* **WHAT YOU SHOULD DO**:
For the records below, print the lines from the line with "filename apps/cli/src/errors.rs" through the line with "to storage failed" exactly as written; include both end lines and exclude the rest.

* **DATA SUPPLIED**:
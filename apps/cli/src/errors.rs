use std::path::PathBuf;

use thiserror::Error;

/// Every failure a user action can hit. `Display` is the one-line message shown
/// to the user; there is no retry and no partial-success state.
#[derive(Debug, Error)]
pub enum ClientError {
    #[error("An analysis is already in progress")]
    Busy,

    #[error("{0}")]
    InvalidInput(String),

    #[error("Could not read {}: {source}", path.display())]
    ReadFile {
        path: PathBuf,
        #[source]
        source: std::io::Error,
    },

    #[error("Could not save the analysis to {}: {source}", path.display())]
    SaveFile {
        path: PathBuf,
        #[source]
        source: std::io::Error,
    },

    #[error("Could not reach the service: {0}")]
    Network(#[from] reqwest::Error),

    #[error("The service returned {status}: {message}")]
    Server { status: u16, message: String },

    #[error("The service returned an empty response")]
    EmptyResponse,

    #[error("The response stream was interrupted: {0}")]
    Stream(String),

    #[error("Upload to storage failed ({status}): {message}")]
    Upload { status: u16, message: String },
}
--
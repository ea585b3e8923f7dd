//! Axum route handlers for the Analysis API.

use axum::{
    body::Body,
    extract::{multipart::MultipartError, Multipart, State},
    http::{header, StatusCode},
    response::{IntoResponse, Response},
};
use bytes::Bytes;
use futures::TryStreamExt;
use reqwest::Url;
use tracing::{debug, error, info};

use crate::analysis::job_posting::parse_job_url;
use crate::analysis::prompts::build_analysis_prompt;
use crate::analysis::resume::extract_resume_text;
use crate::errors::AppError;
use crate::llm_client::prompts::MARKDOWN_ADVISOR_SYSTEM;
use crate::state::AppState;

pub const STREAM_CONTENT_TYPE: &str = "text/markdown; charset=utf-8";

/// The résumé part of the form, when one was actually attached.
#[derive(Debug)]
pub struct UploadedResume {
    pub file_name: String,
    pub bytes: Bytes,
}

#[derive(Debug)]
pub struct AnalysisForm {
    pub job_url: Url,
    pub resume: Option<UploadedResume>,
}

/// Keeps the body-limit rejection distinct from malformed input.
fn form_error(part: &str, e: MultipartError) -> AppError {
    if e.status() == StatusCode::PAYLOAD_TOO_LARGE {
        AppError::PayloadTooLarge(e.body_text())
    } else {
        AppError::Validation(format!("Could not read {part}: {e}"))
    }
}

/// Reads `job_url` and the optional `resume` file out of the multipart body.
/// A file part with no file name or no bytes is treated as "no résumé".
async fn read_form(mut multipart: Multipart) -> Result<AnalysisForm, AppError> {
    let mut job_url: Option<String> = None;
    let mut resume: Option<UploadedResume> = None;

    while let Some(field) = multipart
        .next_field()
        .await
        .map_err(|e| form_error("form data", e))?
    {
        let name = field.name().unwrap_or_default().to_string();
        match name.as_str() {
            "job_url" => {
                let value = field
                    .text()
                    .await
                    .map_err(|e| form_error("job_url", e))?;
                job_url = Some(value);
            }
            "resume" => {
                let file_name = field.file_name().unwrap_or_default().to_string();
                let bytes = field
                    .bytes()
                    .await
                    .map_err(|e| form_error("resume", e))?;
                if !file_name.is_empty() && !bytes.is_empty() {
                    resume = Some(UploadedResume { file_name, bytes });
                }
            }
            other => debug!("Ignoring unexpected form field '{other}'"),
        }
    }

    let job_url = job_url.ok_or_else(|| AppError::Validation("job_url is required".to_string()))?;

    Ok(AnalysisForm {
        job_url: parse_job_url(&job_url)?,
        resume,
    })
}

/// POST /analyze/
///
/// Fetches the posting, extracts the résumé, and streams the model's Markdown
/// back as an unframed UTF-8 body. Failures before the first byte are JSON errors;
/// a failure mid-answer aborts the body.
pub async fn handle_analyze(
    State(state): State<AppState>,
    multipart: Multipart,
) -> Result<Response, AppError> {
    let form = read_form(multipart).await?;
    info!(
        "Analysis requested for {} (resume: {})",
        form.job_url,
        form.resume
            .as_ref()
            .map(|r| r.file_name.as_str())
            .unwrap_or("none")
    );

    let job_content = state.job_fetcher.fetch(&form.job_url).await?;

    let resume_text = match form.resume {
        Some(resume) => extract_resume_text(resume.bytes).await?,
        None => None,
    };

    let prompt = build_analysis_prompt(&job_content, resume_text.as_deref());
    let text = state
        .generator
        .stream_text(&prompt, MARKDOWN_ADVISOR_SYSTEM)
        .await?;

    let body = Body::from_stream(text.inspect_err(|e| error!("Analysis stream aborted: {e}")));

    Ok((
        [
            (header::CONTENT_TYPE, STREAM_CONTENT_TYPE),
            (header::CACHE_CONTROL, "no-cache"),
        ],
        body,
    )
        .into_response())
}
---
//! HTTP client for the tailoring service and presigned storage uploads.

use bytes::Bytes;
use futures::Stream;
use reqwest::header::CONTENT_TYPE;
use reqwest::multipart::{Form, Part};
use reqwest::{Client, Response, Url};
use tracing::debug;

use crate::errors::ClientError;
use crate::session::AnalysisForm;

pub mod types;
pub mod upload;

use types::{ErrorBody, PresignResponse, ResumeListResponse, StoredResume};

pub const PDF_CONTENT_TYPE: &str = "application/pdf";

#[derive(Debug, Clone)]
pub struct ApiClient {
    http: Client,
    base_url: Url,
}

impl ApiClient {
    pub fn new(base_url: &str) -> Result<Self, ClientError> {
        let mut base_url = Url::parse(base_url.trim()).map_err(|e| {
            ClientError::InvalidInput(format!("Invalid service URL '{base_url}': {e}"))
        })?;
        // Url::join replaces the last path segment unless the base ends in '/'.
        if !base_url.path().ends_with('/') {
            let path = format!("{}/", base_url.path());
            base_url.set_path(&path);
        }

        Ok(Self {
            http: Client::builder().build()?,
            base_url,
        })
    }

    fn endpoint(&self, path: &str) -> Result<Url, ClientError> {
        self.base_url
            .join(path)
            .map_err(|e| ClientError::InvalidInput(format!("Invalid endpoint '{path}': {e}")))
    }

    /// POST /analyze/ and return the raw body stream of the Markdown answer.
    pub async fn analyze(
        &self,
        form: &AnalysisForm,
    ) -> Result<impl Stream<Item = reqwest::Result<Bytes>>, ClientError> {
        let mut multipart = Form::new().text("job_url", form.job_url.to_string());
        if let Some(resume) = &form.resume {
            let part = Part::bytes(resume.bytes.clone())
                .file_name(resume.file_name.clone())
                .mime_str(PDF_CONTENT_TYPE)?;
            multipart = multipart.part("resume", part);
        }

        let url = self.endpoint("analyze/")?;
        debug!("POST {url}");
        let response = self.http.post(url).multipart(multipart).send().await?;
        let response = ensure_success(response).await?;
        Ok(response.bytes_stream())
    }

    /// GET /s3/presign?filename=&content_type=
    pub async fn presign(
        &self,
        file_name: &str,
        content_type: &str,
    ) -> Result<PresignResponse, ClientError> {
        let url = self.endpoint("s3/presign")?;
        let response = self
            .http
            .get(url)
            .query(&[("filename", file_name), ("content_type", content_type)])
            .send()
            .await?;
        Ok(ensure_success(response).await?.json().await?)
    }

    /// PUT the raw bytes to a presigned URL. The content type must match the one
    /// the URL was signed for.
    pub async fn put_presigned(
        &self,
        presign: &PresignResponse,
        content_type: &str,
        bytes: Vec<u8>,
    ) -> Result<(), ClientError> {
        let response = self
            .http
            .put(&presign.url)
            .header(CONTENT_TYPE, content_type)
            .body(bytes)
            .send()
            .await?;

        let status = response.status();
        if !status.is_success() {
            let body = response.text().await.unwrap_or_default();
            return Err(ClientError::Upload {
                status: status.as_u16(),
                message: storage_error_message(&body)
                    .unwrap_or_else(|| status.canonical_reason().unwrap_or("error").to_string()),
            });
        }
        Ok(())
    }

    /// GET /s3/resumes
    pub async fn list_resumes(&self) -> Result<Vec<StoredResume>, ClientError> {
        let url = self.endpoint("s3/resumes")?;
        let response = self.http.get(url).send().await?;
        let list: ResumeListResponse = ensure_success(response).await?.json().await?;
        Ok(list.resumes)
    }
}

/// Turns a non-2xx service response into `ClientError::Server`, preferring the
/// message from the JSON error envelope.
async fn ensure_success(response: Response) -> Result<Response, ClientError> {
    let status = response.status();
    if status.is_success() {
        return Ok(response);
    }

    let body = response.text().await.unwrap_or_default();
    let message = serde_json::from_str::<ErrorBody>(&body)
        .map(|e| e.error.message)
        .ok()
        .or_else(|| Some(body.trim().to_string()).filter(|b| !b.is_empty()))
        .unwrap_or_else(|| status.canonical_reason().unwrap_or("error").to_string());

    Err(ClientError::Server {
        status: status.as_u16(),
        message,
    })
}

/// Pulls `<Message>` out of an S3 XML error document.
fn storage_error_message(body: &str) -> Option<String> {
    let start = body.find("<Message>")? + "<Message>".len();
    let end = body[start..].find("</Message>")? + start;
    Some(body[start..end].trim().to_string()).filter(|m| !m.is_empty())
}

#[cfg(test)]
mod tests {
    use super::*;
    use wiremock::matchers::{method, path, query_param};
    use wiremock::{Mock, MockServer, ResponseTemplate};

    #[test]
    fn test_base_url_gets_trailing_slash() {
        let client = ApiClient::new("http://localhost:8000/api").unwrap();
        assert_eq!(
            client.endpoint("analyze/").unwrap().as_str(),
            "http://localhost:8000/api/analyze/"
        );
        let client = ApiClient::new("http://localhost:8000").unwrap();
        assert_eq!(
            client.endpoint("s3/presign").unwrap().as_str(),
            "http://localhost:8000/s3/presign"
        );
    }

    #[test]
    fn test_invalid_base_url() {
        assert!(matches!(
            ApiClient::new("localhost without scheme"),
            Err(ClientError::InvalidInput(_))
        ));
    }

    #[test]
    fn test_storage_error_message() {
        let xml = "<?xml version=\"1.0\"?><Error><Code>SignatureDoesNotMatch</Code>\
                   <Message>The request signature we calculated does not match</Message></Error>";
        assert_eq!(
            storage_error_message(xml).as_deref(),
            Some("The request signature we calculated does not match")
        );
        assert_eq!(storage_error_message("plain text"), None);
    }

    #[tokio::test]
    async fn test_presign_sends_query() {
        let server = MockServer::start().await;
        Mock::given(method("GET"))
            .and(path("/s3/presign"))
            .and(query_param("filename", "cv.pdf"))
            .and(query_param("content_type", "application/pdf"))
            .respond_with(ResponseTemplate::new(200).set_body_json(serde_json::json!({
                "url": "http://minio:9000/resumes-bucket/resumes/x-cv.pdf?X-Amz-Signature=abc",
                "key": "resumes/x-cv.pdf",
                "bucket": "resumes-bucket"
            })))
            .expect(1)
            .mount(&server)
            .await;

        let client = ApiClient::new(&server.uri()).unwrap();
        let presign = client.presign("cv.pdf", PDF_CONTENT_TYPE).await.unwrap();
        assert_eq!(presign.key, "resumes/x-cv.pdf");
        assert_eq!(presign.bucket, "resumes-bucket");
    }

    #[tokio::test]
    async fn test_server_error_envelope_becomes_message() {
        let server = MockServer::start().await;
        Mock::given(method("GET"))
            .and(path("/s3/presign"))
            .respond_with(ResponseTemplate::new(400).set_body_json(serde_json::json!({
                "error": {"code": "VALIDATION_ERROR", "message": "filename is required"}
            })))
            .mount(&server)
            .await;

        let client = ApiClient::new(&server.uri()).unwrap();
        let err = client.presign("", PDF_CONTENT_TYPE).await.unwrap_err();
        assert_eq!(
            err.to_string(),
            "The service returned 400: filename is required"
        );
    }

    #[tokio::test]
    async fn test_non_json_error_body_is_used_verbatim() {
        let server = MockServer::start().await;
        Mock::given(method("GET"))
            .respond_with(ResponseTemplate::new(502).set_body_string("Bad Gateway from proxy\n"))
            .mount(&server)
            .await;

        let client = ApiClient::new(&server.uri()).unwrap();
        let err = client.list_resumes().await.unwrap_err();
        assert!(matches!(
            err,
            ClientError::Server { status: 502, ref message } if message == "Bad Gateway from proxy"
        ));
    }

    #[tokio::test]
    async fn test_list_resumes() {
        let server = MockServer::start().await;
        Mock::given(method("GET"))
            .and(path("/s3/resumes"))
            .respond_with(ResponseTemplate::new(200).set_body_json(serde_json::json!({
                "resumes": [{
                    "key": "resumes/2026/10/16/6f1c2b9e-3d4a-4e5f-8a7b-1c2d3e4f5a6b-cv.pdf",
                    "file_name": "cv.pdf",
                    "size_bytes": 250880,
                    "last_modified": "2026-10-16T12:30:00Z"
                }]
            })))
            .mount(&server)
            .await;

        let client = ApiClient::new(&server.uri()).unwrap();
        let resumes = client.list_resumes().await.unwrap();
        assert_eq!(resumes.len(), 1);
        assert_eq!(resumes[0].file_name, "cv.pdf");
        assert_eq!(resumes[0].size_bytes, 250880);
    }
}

* **SOLUTION TO THIS TASK**:
filename apps/cli/src/errors.rs
use std::path::PathBuf;

use thiserror::Error;

/// Every failure a user action can hit. `Display` is the one-line message shown
/// to the user; there is no retry and no partial-success state.
#[derive(Debug, Error)]
pub enum ClientError {
    #[error("An analysis is already in progress")]
    Busy,

    #[error("{0}")]
    InvalidInput(String),

    #[error("Could not read {}: {source}", path.display())]
    ReadFile {
        path: PathBuf,
        #[source]
        source: std::io::Error,
    },

    #[error("Could not save the analysis to {}: {source}", path.display())]
    SaveFile {
        path: PathBuf,
        #[source]
        source: std::io::Error,
    },

    #[error("Could not reach the service: {0}")]
    Network(#[from] reqwest::Error),

    #[error("The service returned {status}: {message}")]
    Server { status: u16, message: String },

    #[error("The service returned an empty response")]
    EmptyResponse,

    #[error("The response stream was interrupted: {0}")]
    Stream(String),

    #[error("Upload to storage failed ({status}): {message}")]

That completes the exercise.